Однако случилосьчудо:
«Крепкая природа взяла свое, и я, неожиданно для всех, воскрес. Пробуждение к жизни имело ни с чем не сравнимую прелесть. Физические страдания исчезли; в душе водворилось какое-то ясное, безмятежное, почти райское состояние. Всякая мелочь казалась мне полною чарующей поэзии. Когда в первый раз мне отдернули занавески и показали свет, я не мог оторвать глаз от пошлых обоев комнаты, где я лежал. На них изображались китайские беседки, окруженные гирляндами из роз с зелеными листиками. Эти цвета казались такими привлекательными, что я не мог ими налюбоваться.
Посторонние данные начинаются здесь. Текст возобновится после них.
//! Payloads carried on the chat notification channel.
//!
//! Two origins feed the same channel: the database trigger (reference
//! notifications pointing at a freshly inserted message row) and in-process
//! producers (ephemeral progress and error events).

use chrono::{
    DateTime,
    Utc,
};
use serde::{
    Deserialize,
    Serialize,
};

/// "A new message row with this id exists" - subscribers re-read the row and
/// emit a sanitized view. The trigger payload carries only `{id, map_id}`;
/// the listener resolves the conversation before fan-out.
#[derive(Debug, Clone, Serialize, Deserialize, PartialEq)]
pub struct ReferencePayload {
    pub id: i64,
    #[serde(default, skip_serializing_if = "Option::is_none")]
    pub conversation_id: Option<i32>,
    pub map_id: String,
}

#[derive(Debug, Clone, Serialize, Deserialize, PartialEq)]
pub struct EphemeralUpdates {
    /// True when the map style likely changed and the frontend should
    /// refetch style.json.
    pub style_json: bool,
}

/// A lifecycle-scoped progress event bracketing one operation.
#[derive(Debug, Clone, Serialize, Deserialize, PartialEq)]
pub struct EphemeralPayload {
    pub conversation_id: i32,
    pub ephemeral: bool,
    pub action_id: String,
    #[serde(default, skip_serializing_if = "Option::is_none")]
    pub layer_id: Option<String>,
    pub action: String,
    pub timestamp: DateTime<Utc>,
    pub completed_at: Option<DateTime<Utc>>,
    pub status: String,
    #[serde(default, skip_serializing_if = "Option::is_none")]
    pub bounds: Option<Vec<f64>>,
    pub updates: EphemeralUpdates,
}

/// Fire-and-forget error event; not a scope.
#[derive(Debug, Clone, Serialize, Deserialize, PartialEq)]
pub struct EphemeralErrorPayload {
    pub conversation_id: i32,
    pub ephemeral: bool,
    pub action_id: String,
    pub error_message: String,
    pub timestamp: DateTime<Utc>,
    pub status: String,
}

#[derive(Debug, Clone, PartialEq)]
pub enum NotificationPayload {
    Reference(ReferencePayload),
    Ephemeral(EphemeralPayload),
    EphemeralError(EphemeralErrorPayload),
}

impl NotificationPayload {
    pub fn parse(raw: &str) -> anyhow::Result<Self> {
        let value: serde_json::Value = serde_json::from_str(raw)?;
        if value.get("ephemeral").and_then(|v| v.as_bool()).unwrap_or(false) {
            if value.get("error_message").is_some() {
                Ok(Self::EphemeralError(serde_json::from_value(value)?))
            } else {
                Ok(Self::Ephemeral(serde_json::from_value(value)?))
            }
        } else {
            Ok(Self::Reference(serde_json::from_value(value)?))
        }
    }

    /// Conversation this payload routes to, if known. Trigger payloads start
    /// without one and are resolved by the listener.
    pub fn conversation_id(&self) -> Option<i32> {
        match self {
            Self::Reference(p) => p.conversation_id,
            Self::Ephemeral(p) => Some(p.conversation_id),
            Self::EphemeralError(p) => Some(p.conversation_id),
        }
    }

    /// JSON document sent over the WebSocket for ephemeral payloads.
    pub fn to_json(&self) -> serde_json::Value {
        match self {
            Self::Reference(p) => serde_json::to_value(p).expect("payload serializes"),
            Self::Ephemeral(p) => serde_json::to_value(p).expect("payload serializes"),
            Self::EphemeralError(p) => serde_json::to_value(p).expect("payload serializes"),
        }
    }
}

#[cfg(test)]
mod tests {
    use super::*;

    #[test]
    fn test_parse_trigger_payload() {
        // Shape emitted by the AFTER INSERT trigger: no conversation_id.
        let payload = NotificationPayload::parse(r#"{"id": 42, "map_id": "M12345678901"}"#).unwrap();
        let NotificationPayload::Reference(reference) = payload else {
            panic!("expected reference payload");
        };
        assert_eq!(reference.id, 42);
        assert_eq!(reference.conversation_id, None);
        assert_eq!(reference.map_id, "M12345678901");
    }

    #[test]
    fn test_parse_ephemeral_payload() {
        let raw = r#"{
            "conversation_id": 3, "ephemeral": true, "action_id": "a-1",
            "layer_id": null, "action": "Kue is thinking...",
            "timestamp": "2025-06-20T05:03:40Z", "completed_at": null,
            "status": "active", "bounds": null, "updates": {"style_json": false}
        }"#;
        let payload = NotificationPayload::parse(raw).unwrap();
        assert!(matches!(payload, NotificationPayload::Ephemeral(_)));
        assert_eq!(payload.conversation_id(), Some(3));
    }

    #[test]
    fn test_parse_ephemeral_error_payload() {
        let raw = r#"{
            "conversation_id": 3, "ephemeral": true, "action_id": "a-2",
            "error_message": "Error connecting to LLM",
            "timestamp": "2025-06-20T05:03:40Z", "status": "error"
        }"#;
        let payload = NotificationPayload::parse(raw).unwrap();
        let NotificationPayload::EphemeralError(err) = payload else {
            panic!("expected error payload");
        };
        assert_eq!(err.status, "error");
        assert_eq!(err.error_message, "Error connecting to LLM");
    }
}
Когда затем открыли окно, окутав меня с головы до ног фланелью, и в комнату внезапно ворвался весь городской шум, голоса людей, стук экипажей, плеск бегущего под окнами Арно, мне казалось, что я нахожусь в каком-то волшебном мире, где раздаются райские звуки. В окно как будто влетало все обаяние бытия, мечты, надежды, радости и волнения, уносившие меня в бесконечную даль. Самые детские яства, тюря из белого хлеба с теплым молоком, напоминавшая мне детские годы, парное ослиное молоко, которым меня поили ежедневно в семь часов утра, были для меня источником неизъяснимого наслаждения. Просыпаясь после тихого и глубокого сна, я со сладкими мечтами ждал свою ослицу и, выпивши стакан пенистого молока, говорил, что это, наверное, был тот нектар, который боги пили на Олимпе…»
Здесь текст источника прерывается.